1. Statement of the Technical Field
The inventive arrangements relate to directional networks that can cover terrestrial and airborne nodes over hundreds of nautical miles, and more particularly to long range TDMA time slot scheduling in peer-to-peer directional networks.
2. Description of the Related Art
Peer-to-peer mobile ad hoc networks (MANET) using directional antennas are known in the art. These MANET networks can use a variety of communications formats including Time Division Multiplexed Access (TDMA) arrangements. Further, they are characterized by independence from fixed infrastructures and by peer-to-peer distributed control mechanisms and protocols. In TDMA type MANET networks, each node can communicate during a specified time period or time slot. In order to coordinate such communications, each node can include a clock which is synchronized with a highly stable time reference. For example, this stable time reference can be derived from a satellite-based GPS signal. It should be noted that TDMA cellular systems often rely on synchronization to base stations to establish system timing and to compensate for propagation delay differences. Such TDMA cellular systems include, but are not limited to, global systems for mobile communications (GSM), Integrated Digital Enhanced Network (iDENs) systems, 802.16 based broadband wireless access network systems, and TDMA satellite communications (SATCOM) systems.
Still, each TDMA node can be expected to have a significant total time base uncertainty. Also, propagation delay between nodes can create additional timing uncertainties that change in real time as the mobile nodes move relative to one another. In order to manage these timing uncertainties, prior art systems use a base station infrastructure to create a hub and spoke typology. These base stations are usually, but not necessarily, fixed in location. The mobile nodes operate as “spokes” or “clients” to the basestation hubs and synchronize their transmissions to those base stations.
A MANET is an infrastructureless network that uses peer-to-peer control mechanisms and therefore does not have base stations to provide a central timing reference. Therefore, there is a need in a TDMA MANET for a new time synchronization method that can compensate for variable propagation delay and other propagation uncertainty in the absence of a central infrastructure.
In a TDMA MANTET, a transmitted RF burst is can be transmitted within a time slot as close to the beginning of the time slot as possible. The time slot length can be selected to exceed the maximum RF burst length by an amount of time referred to as the “guard time.” This guard time is used to accommodate any timing uncertainties at either the transmitter or receiver, and the maximum propagation time delay. If the range delay between the transmit node and the receive node exceeds the allocation in the guard time, a maximum length RF burst will spill over into the following time slot at the receiver. This spillover can cause interference if such following time slot is in use for communications as between other nodes.

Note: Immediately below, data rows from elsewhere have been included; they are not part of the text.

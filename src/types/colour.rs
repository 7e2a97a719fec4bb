//! Colour type, conversions and colour-theory derivations.

use std::fmt;
use std::str::FromStr;

use serde::{Deserialize, Deserializer, Serialize, Serializer};

use crate::error::{HuesError, Result};
use crate::parser;

use super::Hsl;

/// Default lightness step for [`Colour::lighten`] and [`Colour::darken`].
pub const DEFAULT_SHIFT: f64 = 0.1;

/// Default hue separation, in degrees, for [`Colour::analogous`].
pub const DEFAULT_ANALOGOUS_ANGLE: f64 = 30.0;

/// An immutable 8-bit RGB colour.
///
/// Equality compares channels only; the derived HSL triple is never stored.
#[derive(Debug, Clone, Copy, PartialEq, Eq, Hash)]
pub struct Colour {
    r: u8,
    g: u8,
    b: u8,
}

impl Colour {
    /// Create a colour from 8-bit channels.
    pub const fn rgb(r: u8, g: u8, b: u8) -> Self {
        Self { r, g, b }
    }

    /// Black.
    pub const BLACK: Self = Self::rgb(0, 0, 0);

    /// White.
    pub const WHITE: Self = Self::rgb(255, 255, 255);

    /// Create a colour from real-valued channels.
    ///
    /// Each value is rounded to the nearest integer (ties to even) and must
    /// then lie in `0..=255`.
    pub fn new(r: f64, g: f64, b: f64) -> Result<Self> {
        Ok(Self::rgb(channel(r)?, channel(g)?, channel(b)?))
    }

    /// Parse a `#RRGGBB` / `RRGGBB` hex string.
    pub fn from_hex(s: &str) -> Result<Self> {
        parser::parse_hex(s)
    }

    /// Parse an `rgb(R, G, B)` literal.
    pub fn from_rgb_string(s: &str) -> Result<Self> {
        parser::parse_rgb(s)
    }

    /// Create a colour from HSL components, each in `[0.0, 1.0]`.
    ///
    /// Channels are truncated toward zero after scaling, not rounded.
    pub fn from_hsl(h: f64, s: f64, l: f64) -> Result<Self> {
        for (name, value) in [("hue", h), ("saturation", s), ("lightness", l)] {
            if !(0.0..=1.0).contains(&value) {
                return Err(HuesError::Range {
                    message: format!("HSL {} {} is outside 0.0..=1.0", name, value),
                    help: None,
                });
            }
        }
        Self::from_hsl_triple(Hsl::new(h, s, l))
    }

    /// Convert an HSL triple back to RGB, truncating each scaled channel.
    fn from_hsl_triple(hsl: Hsl) -> Result<Self> {
        let (r, g, b) = hsl.to_unit_rgb();
        Self::new(truncate_unit(r), truncate_unit(g), truncate_unit(b))
    }

    pub fn r(self) -> u8 {
        self.r
    }

    pub fn g(self) -> u8 {
        self.g
    }

    pub fn b(self) -> u8 {
        self.b
    }

    /// The channels as an `(r, g, b)` tuple.
    pub fn channels(self) -> (u8, u8, u8) {
        (self.r, self.g, self.b)
    }

    /// The derived HSL triple.
    pub fn hsl(self) -> Hsl {
        Hsl::from_channels(self.r, self.g, self.b)
    }

    /// Weighted channel sum `0.299r + 0.587g + 0.114b`, in `[0, 255]`.
    pub fn luminance(self) -> f64 {
        0.299 * f64::from(self.r) + 0.587 * f64::from(self.g) + 0.114 * f64::from(self.b)
    }

    /// Straight-line distance to another colour in RGB space.
    pub fn distance(self, other: Colour) -> f64 {
        let dr = f64::from(self.r) - f64::from(other.r);
        let dg = f64::from(self.g) - f64::from(other.g);
        let db = f64::from(self.b) - f64::from(other.b);
        (dr * dr + dg * dg + db * db).sqrt()
    }

    /// Uppercase hex with a leading `#`, e.g. `#FF8000`.
    pub fn to_hex(self) -> String {
        format!("#{:02X}{:02X}{:02X}", self.r, self.g, self.b)
    }

    /// The `rgb(R, G, B)` literal form.
    pub fn to_rgb_string(self) -> String {
        format!("rgb({}, {}, {})", self.r, self.g, self.b)
    }

    /// Raise HSL lightness by `amount`, capped at 1.0.
    pub fn lighten(self, amount: f64) -> Result<Self> {
        finite("lighten amount", amount)?;
        let hsl = self.hsl();
        Self::from_hsl_triple(hsl.with_lightness(hsl.l + amount))
    }

    /// Lower HSL lightness by `amount`, floored at 0.0.
    pub fn darken(self, amount: f64) -> Result<Self> {
        finite("darken amount", amount)?;
        let hsl = self.hsl();
        Self::from_hsl_triple(hsl.with_lightness(hsl.l - amount))
    }

    /// Halve saturation (at least 0.05) and raise lightness by 20% (at most 0.95).
    pub fn pastel(self) -> Result<Self> {
        let hsl = self.hsl();
        let softened = hsl
            .with_saturation((hsl.s * 0.5).max(0.05))
            .with_lightness((hsl.l * 1.2).min(0.95));
        Self::from_hsl_triple(softened)
    }

    /// The colour opposite on the wheel (hue rotated by half a turn).
    pub fn complementary(self) -> Result<Self> {
        Self::from_hsl_triple(self.hsl().rotate(0.5))
    }

    /// The two colours `angle` degrees either side on the wheel.
    ///
    /// Returns `(hue + angle, hue - angle)`.
    pub fn analogous(self, angle: f64) -> Result<(Self, Self)> {
        finite("analogous angle", angle)?;
        let hsl = self.hsl();
        let turns = angle / 360.0;
        Ok((
            Self::from_hsl_triple(hsl.rotate(turns))?,
            Self::from_hsl_triple(hsl.rotate(-turns))?,
        ))
    }

    /// The two colours a third of the wheel away.
    pub fn triadic(self) -> Result<(Self, Self)> {
        self.analogous(120.0)
    }
}

fn finite(name: &str, value: f64) -> Result<()> {
    if value.is_finite() {
        Ok(())
    } else {
        Err(HuesError::Range {
            message: format!("{} must be a finite number, got {}", name, value),
            help: None,
        })
    }
}

/// Headroom so a channel that is exact up to float noise truncates to itself.
const TRUNCATION_EPSILON: f64 = 1e-9;

/// Scale a unit channel to `0..=255` and truncate toward zero.
fn truncate_unit(value: f64) -> f64 {
    (value * 255.0 + TRUNCATION_EPSILON).trunc()
}

/// Round and range-check a single channel.
fn channel(value: f64) -> Result<u8> {
    if !value.is_finite() {
        return Err(HuesError::Range {
            message: format!("Channel value {} is not a finite number", value),
            help: None,
        });
    }

    let rounded = value.round_ties_even();
    if !(0.0..=255.0).contains(&rounded) {
        return Err(HuesError::Range {
            message: format!("Channel value {} is outside 0..=255", value),
            help: Some("RGB channels must be between 0 and 255".to_string()),
        });
    }

    Ok(rounded as u8)
}

impl FromStr for Colour {
    type Err = HuesError;

    fn from_str(s: &str) -> Result<Self> {
        parser::parse_colour(s)
    }
}

impl fmt::Display for Colour {
    fn fmt(&self, f: &mut fmt::Formatter<'_>) -> fmt::Result {
        write!(f, "rgb({}, {}, {})", self.r, self.g, self.b)
    }
}

impl Serialize for Colour {
    fn serialize<S: Serializer>(&self, serializer: S) -> std::result::Result<S::Ok, S::Error> {
        serializer.serialize_str(&self.to_hex())
    }
}

impl<'de> Deserialize<'de> for Colour {
    fn deserialize<D: Deserializer<'de>>(deserializer: D) -> std::result::Result<Self, D::Error> {
        let s = String::deserialize(deserializer)?;
        s.parse().map_err(serde::de::Error::custom)
    }
}
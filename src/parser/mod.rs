//! Parsers for textual colour literals.
//!
//! Two literal grammars are supported:
//! - hex: `#RRGGBB` or `RRGGBB`
//! - rgb: `rgb(R, G, B)`
//!
//! # Usage
//!
//! ```
//! use hues::parser::parse_colour;
//!
//! let a = parse_colour("#FF8000").unwrap();
//! let b = parse_colour("rgb(255, 128, 0)").unwrap();
//! assert_eq!(a, b);
//! ```

mod hex;
mod rgb;

pub use hex::parse_hex;
pub use rgb::parse_rgb;

use crate::error::Result;
use crate::types::Colour;

/// Parse either literal form, choosing the grammar from the prefix.
pub fn parse_colour(s: &str) -> Result<Colour> {
    if s.trim_start().starts_with("rgb") {
        parse_rgb(s)
    } else {
        parse_hex(s)
    }
}

#[cfg(test)]
mod tests {
    use super::*;

    #[test]
    fn test_detects_rgb() {
        assert_eq!(parse_colour(" rgb(0, 0, 255)").unwrap(), Colour::rgb(0, 0, 255));
    }

    #[test]
    fn test_detects_hex() {
        assert_eq!(parse_colour("0000ff").unwrap(), Colour::rgb(0, 0, 255));
    }

    #[test]
    fn test_garbage() {
        assert!(parse_colour("blue").is_err());
    }
}
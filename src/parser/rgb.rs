//! `rgb(R, G, B)` literal parsing.
//!
//! Components are decimal integers in 0..=255. Whitespace around the literal,
//! around the parentheses and around each component is ignored. Every failure
//! is reported as a format error, including out-of-range components.

use crate::error::{HuesError, Result};
use crate::types::Colour;

const USAGE: &str = "Use the form rgb(R, G, B) with integers from 0 to 255";

/// Parse an `rgb(R, G, B)` literal.
pub fn parse_rgb(s: &str) -> Result<Colour> {
    let s = s.trim();

    let args = s
        .strip_prefix("rgb")
        .map(str::trim_start)
        .and_then(|rest| rest.strip_prefix('('))
        .and_then(|rest| rest.strip_suffix(')'))
        .ok_or_else(|| HuesError::Format {
            message: format!("Invalid rgb colour: {:?}", s),
            help: Some(USAGE.to_string()),
        })?;

    let parts: Vec<&str> = args.split(',').map(str::trim).collect();
    if parts.len() != 3 {
        return Err(HuesError::Format {
            message: format!("rgb() requires 3 components, got {}", parts.len()),
            help: Some(USAGE.to_string()),
        });
    }

    let r = parse_component(parts[0])?;
    let g = parse_component(parts[1])?;
    let b = parse_component(parts[2])?;
    Ok(Colour::rgb(r, g, b))
}

/// Parse a single integer channel.
fn parse_component(s: &str) -> Result<u8> {
    let digits = s.strip_prefix('-').unwrap_or(s);
    if digits.is_empty() || !digits.bytes().all(|b| b.is_ascii_digit()) {
        return Err(HuesError::Format {
            message: format!("Invalid rgb component: {:?}", s),
            help: Some("Components must be whole numbers (no decimals)".to_string()),
        });
    }

    // All digits, so the only failure left is a negative or oversized value
    s.parse::<u8>().map_err(|_| HuesError::Format {
        message: format!("rgb component out of range: {}", s),
        help: Some(USAGE.to_string()),
    })
}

Conventional MANET networks using TDMA generally choose a guard time which is based (at least in part) on the maximum permitted range between nodes. In this regard, networks which are designed to accommodate larger distances between nodes can require larger guard times. These larger guard times are necessary to accommodate potentially longer propagation delays between distant nodes. This approach can provide acceptable results for a limited network range. However, for networks operating over hundreds of nautical miles, the guard time can become relatively lengthy in duration. Such lengthy guard periods restrict the available time for other nodes to communicate with each other, leading to inefficiencies in the overall network. For example, a system which has 88% efficiency with an operating range of 11 nautical miles can have an efficiency of only 16% if the operating range is extended to 440 nautical miles.
In order to address this problem, several existing TDMA wireless systems have used range adjusted timing systems. However, such systems have generally only been applied in hub-spoke type networks. The problem becomes more considerably more complex in the case of ad-hoc peer-to-peer networks. Accordingly, a new approach is needed for ad-hoc peer-to-peer communications networks to facilitate TDMA communications which are capable of providing efficient communications over larger geographic areas.